La désespérance parmi les résidents est palpable. Mayrobys Martínez, voisine de l'immeuble 14 du quartier Alberro, avait déjà signalé qu'elle n'avait pas d'eau courante depuis des semaines et que les camions promis n'arrivaient pas dans sa communauté.
«Devoir marcher au soleil en portant des gallons et des bouteilles comme si nous étions en Afrique... juste pour les choses les plus essentielles comme cuisiner et même se baigner, parce qu'on ne peut même pas laver les vêtements», a écrit Martínez sur Facebook.

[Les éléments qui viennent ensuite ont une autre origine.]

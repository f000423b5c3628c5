//! Resolved changelog options
//!
//! [`ChangelogOptions::resolve`] turns the user-facing [`ChangelogConfig`]
//! into everything the pipeline needs: the ordered valid-label table, the
//! compiled title matchers and the pre-filters. All configuration errors
//! surface here, before any pull request is processed.

use std::sync::LazyLock;

use chrono::{DateTime, Utc};
use regex::Regex;
use serde::Serialize;
use tracing::debug;

use prlog_core::config::{
    compile_pattern, parse_only_since, validate_date_format, ChangelogConfig, ValidLabelEntry,
    DEFAULT_DATE_FORMAT, DEFAULT_TITLE_MATCHERS, DEFAULT_VALID_LABELS,
};
use prlog_core::ConfigError;

use crate::formatter::RenderOptions;
use crate::grouping::GroupingOptions;

static BUILTIN_MATCHERS: LazyLock<Vec<TitleMatcher>> = LazyLock::new(|| {
    DEFAULT_TITLE_MATCHERS
        .iter()
        .map(|(pattern, label)| {
            TitleMatcher::compile(pattern, None, Some(*label)).expect("Invalid regex")
        })
        .collect()
});

/// Upper-case the first character
pub fn capitalize(s: &str) -> String {
    let mut chars = s.chars();
    match chars.next() {
        Some(first) => first.to_uppercase().chain(chars).collect(),
        None => String::new(),
    }
}

/// A label key and its section heading
#[derive(Debug, Clone, PartialEq, Eq, Serialize)]
pub struct ValidLabel {
    /// Label as it appears on pull requests
    pub key: String,
    /// Section heading
    pub name: String,
}

/// Ordered valid-label table; order is display priority
#[derive(Debug, Clone, Default, PartialEq, Eq)]
pub struct ValidLabels {
    labels: Vec<ValidLabel>,
}

impl ValidLabels {
    /// Table of bare keys, each displayed capitalized
    pub fn from_keys<I, S>(keys: I) -> Self
    where
        I: IntoIterator<Item = S>,
        S: AsRef<str>,
    {
        let mut table = Self::default();
        for key in keys {
            let key = key.as_ref();
            table.push(key, capitalize(key));
        }
        table
    }

    /// The built-in table
    pub fn builtin() -> Self {
        let mut table = Self::default();
        for (key, name) in DEFAULT_VALID_LABELS {
            table.push(*key, *name);
        }
        table
    }

    /// Build from configuration; `None` selects the built-in table
    pub fn from_config(entries: Option<&[ValidLabelEntry]>) -> Result<Self, ConfigError> {
        let Some(entries) = entries else {
            return Ok(Self::builtin());
        };

        let mut table = Self::default();
        for (i, entry) in entries.iter().enumerate() {
            if table.contains(entry.key()) {
                return Err(ConfigError::invalid(
                    format!("changelog.valid_labels[{}]", i),
                    format!("duplicate label '{}'", entry.key()),
                ));
            }
            match entry {
                ValidLabelEntry::Key(key) => table.push(key, capitalize(key)),
                ValidLabelEntry::Named { label, name } => table.push(label, name),
            }
        }
        Ok(table)
    }

    fn push(&mut self, key: impl Into<String>, name: impl Into<String>) {
        self.labels.push(ValidLabel {
            key: key.into(),
            name: name.into(),
        });
    }

    /// Priority of a label key
    pub fn position(&self, key: &str) -> Option<usize> {
        self.labels.iter().position(|l| l.key == key)
    }

    /// Check if a label key is in the table
    pub fn contains(&self, key: &str) -> bool {
        self.position(key).is_some()
    }

    /// Section heading for a label key
    pub fn display_name(&self, key: &str) -> Option<&str> {
        self.labels
            .iter()
            .find(|l| l.key == key)
            .map(|l| l.name.as_str())
    }

    /// Iterate in priority order
    pub fn iter(&self) -> impl Iterator<Item = &ValidLabel> {
        self.labels.iter()
    }

    /// Number of labels
    pub fn len(&self) -> usize {
        self.labels.len()
    }

    /// Check if the table is empty
    pub fn is_empty(&self) -> bool {
        self.labels.is_empty()
    }
}

/// A compiled title pattern with an optional group label
#[derive(Debug, Clone)]
pub struct TitleMatcher {
    regex: Regex,
    label: Option<String>,
}

impl TitleMatcher {
    /// Wrap an already compiled pattern
    pub fn new(regex: Regex, label: Option<String>) -> Self {
        Self { regex, label }
    }

    /// Compile a pattern; see [`compile_pattern`] for flag handling
    pub fn compile(
        pattern: &str,
        flags: Option<&str>,
        label: Option<&str>,
    ) -> Result<Self, ConfigError> {
        let regex = compile_pattern("changelog.pr_title_matcher", pattern, flags)?;
        Ok(Self::new(regex, label.map(str::to_string)))
    }

    /// The "Features" and "Bug Fixes" matchers
    pub fn builtin() -> Vec<Self> {
        BUILTIN_MATCHERS.clone()
    }

    /// Check a pull request title
    pub fn is_match(&self, title: &str) -> bool {
        self.regex.is_match(title)
    }

    /// Group label
    pub fn label(&self) -> Option<&str> {
        self.label.as_deref()
    }

    /// Pattern source
    pub fn pattern(&self) -> &str {
        self.regex.as_str()
    }
}

/// Everything the classify/group/render pipeline needs
#[derive(Debug, Clone)]
pub struct ChangelogOptions {
    /// Ordered valid-label table
    pub valid_labels: ValidLabels,
    /// Title matchers in declaration order
    pub matchers: Vec<TitleMatcher>,
    /// strftime format for the release date
    pub date_format: String,
    /// Render pull request descriptions
    pub include_body: bool,
    /// Group by label
    pub group_by_labels: bool,
    /// Group by title matcher
    pub group_by_matchers: bool,
    /// Drop pull requests merged before this instant
    pub only_since: Option<DateTime<Utc>>,
    /// Pull request numbers to drop
    pub exclude_prs: Vec<u64>,
    /// Drop pull requests whose title matches
    pub exclude_pattern: Option<Regex>,
}

impl Default for ChangelogOptions {
    fn default() -> Self {
        Self {
            valid_labels: ValidLabels::builtin(),
            matchers: TitleMatcher::builtin(),
            date_format: DEFAULT_DATE_FORMAT.to_string(),
            include_body: false,
            group_by_labels: true,
            group_by_matchers: true,
            only_since: None,
            exclude_prs: Vec::new(),
            exclude_pattern: None,
        }
    }
}

impl ChangelogOptions {
    /// Resolve configuration against the built-in defaults
    pub fn resolve(config: &ChangelogConfig) -> Result<Self, ConfigError> {
        let date_format = config.date_format().to_string();
        validate_date_format(&date_format)?;

        let valid_labels = ValidLabels::from_config(config.valid_labels.as_deref())?;

        let matchers = match &config.pr_title_matcher {
            None => TitleMatcher::builtin(),
            Some(entries) => entries
                .iter()
                .map(|m| TitleMatcher::compile(m.pattern(), m.flags(), m.label()))
                .collect::<Result<Vec<_>, _>>()?,
        };

        let only_since = config
            .only_since
            .as_deref()
            .map(parse_only_since)
            .transpose()?;

        let exclude_pattern = config
            .exclude_pattern
            .as_deref()
            .map(|p| compile_pattern("changelog.exclude_pattern", p, None))
            .transpose()?;

        debug!(
            labels = valid_labels.len(),
            matchers = matchers.len(),
            group_by_labels = config.group_by_labels,
            group_by_matchers = config.group_by_matchers,
            "resolved changelog options"
        );

        Ok(Self {
            valid_labels,
            matchers,
            date_format,
            include_body: config.include_pr_body,
            group_by_labels: config.group_by_labels,
            group_by_matchers: config.group_by_matchers,
            only_since,
            exclude_prs: config.exclude_prs.clone(),
            exclude_pattern,
        })
    }

    /// Whether unmatched pull requests are dropped.
    ///
    /// False only when both the label table and the matcher list are empty.
    pub fn is_filtering(&self) -> bool {
        !self.valid_labels.is_empty() || !self.matchers.is_empty()
    }

    /// Options for the grouping engine
    pub fn grouping(&self) -> GroupingOptions<'_> {
        GroupingOptions {
            group_by_labels: self.group_by_labels,
            group_by_matchers: self.group_by_matchers,
            filter_unmatched: self.is_filtering(),
            valid_labels: &self.valid_labels,
        }
    }

    /// Options for the renderer
    pub fn render(&self) -> RenderOptions {
        RenderOptions {
            date_format: self.date_format.clone(),
            include_body: self.include_body,
        }
    }
}
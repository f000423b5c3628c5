//! Changelog formatters

mod json;
mod markdown;

pub use json::JsonFormatter;
pub use markdown::MarkdownFormatter;

use crate::types::ChangelogEntry;

/// Rendering switches
#[derive(Debug, Clone, PartialEq, Eq)]
pub struct RenderOptions {
    /// strftime format for the release date
    pub date_format: String,
    /// Render pull request descriptions
    pub include_body: bool,
}

/// Trait for changelog formatters
pub trait ChangelogFormatter: Send + Sync {
    /// Format a changelog entry to string
    fn format(&self, entry: &ChangelogEntry, options: &RenderOptions) -> String;
}
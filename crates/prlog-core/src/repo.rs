//! Repository identifier

use std::fmt;

use serde::{Deserialize, Serialize};
use url::Url;

use crate::error::ConfigError;

const GITHUB_HOST: &str = "github.com";

/// Owner/name pair identifying a GitHub repository
#[derive(Debug, Clone, PartialEq, Eq, Hash, Serialize, Deserialize)]
pub struct RepoId {
    owner: String,
    name: String,
}

impl RepoId {
    /// Create a new identifier
    pub fn new(owner: impl Into<String>, name: impl Into<String>) -> Self {
        Self {
            owner: owner.into(),
            name: name.into(),
        }
    }

    /// Derive the identifier from a github.com remote URL
    pub fn from_remote_url(remote_url: &str) -> Result<Self, ConfigError> {
        Self::from_remote_url_on_host(remote_url, GITHUB_HOST)
    }

    /// Derive the identifier from a remote URL that must point at `host`
    ///
    /// Accepts scp-like (`git@host:owner/name.git`) and URL forms
    /// (`https://`, `http://`, `ssh://`, `git://`).
    pub fn from_remote_url_on_host(remote_url: &str, host: &str) -> Result<Self, ConfigError> {
        let invalid = || ConfigError::InvalidRemoteUrl(remote_url.to_string());
        let trimmed = remote_url.trim();
        let scp_prefix = format!("git@{}:", host);

        let path = if let Some(rest) = trimmed.strip_prefix(scp_prefix.as_str()) {
            rest.to_string()
        } else {
            let url = Url::parse(trimmed).map_err(|_| invalid())?;
            if !url.host_str().is_some_and(|h| h.eq_ignore_ascii_case(host)) {
                return Err(invalid());
            }
            url.path().to_string()
        };

        let path = path.trim_matches('/');
        let path = path.strip_suffix(".git").unwrap_or(path);
        let mut parts = path.split('/');

        match (parts.next(), parts.next(), parts.next()) {
            (Some(owner), Some(name), None) if !owner.is_empty() && !name.is_empty() => {
                Ok(Self::new(owner, name))
            }
            _ => Err(invalid()),
        }
    }

    /// Repository owner (user or organization)
    pub fn owner(&self) -> &str {
        &self.owner
    }

    /// Repository name
    pub fn name(&self) -> &str {
        &self.name
    }

    /// `owner/name`
    pub fn path(&self) -> String {
        format!("{}/{}", self.owner, self.name)
    }
}

impl fmt::Display for RepoId {
    fn fmt(&self, f: &mut fmt::Formatter<'_>) -> fmt::Result {
        write!(f, "{}/{}", self.owner, self.name)
    }
}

Dans une autre publication, Martínez a résumé son épuisement sans détour : « Le "patrie ou mort", mettez-le à un autre... moi, ce que je veux, c'est vivre ».
Días avant, le dirigeant Miguel Díaz-Canel a visité Marianao et a présenté comme « avancées » l'utilisation de camions-citernes et la création de réservoirs, des mesures d'urgence qui sont maintenant appliquées à El Cotorro sans qu'une solution structurelle soit en vue.
El Cotorro n'est pas un cas isolé. En juillet, plus de 500 000 habitants de La Havane souffraient de problèmes d'approvisionnement en eau, contre 200 000 personnes touchées estimées en avril et les 376 055 confirmées en mai par le président de l'Institut National des Ressources Hydrauliques, Antonio Rodríguez Rodríguez.
À l'échelle nationale, environ 2,7 millions de personnes rencontrent quotidiennement des difficultés pour accéder à l'eau potable.
La crise de l'eau est étroitement liée à la détérioration du système électrique : 87% des installations de pompage dépendent de l'électricité et seulement 135 des 480 stations essentielles du pays disposent de circuits protégés contre les coupures de courant. Lorsque les coupures paralysent les pompes, l'eau cesse d'arriver dans les foyers.
El Cotorro a également été le théâtre de manifestations répétées en 2026. Le 12 mars, un cacerolazo sous le slogan « Nous ne pouvons plus » a été enregistré, et le 10 juin, des habitants de Dulce Nombre sont retournés dans les rues en criant « À bas la dictature ».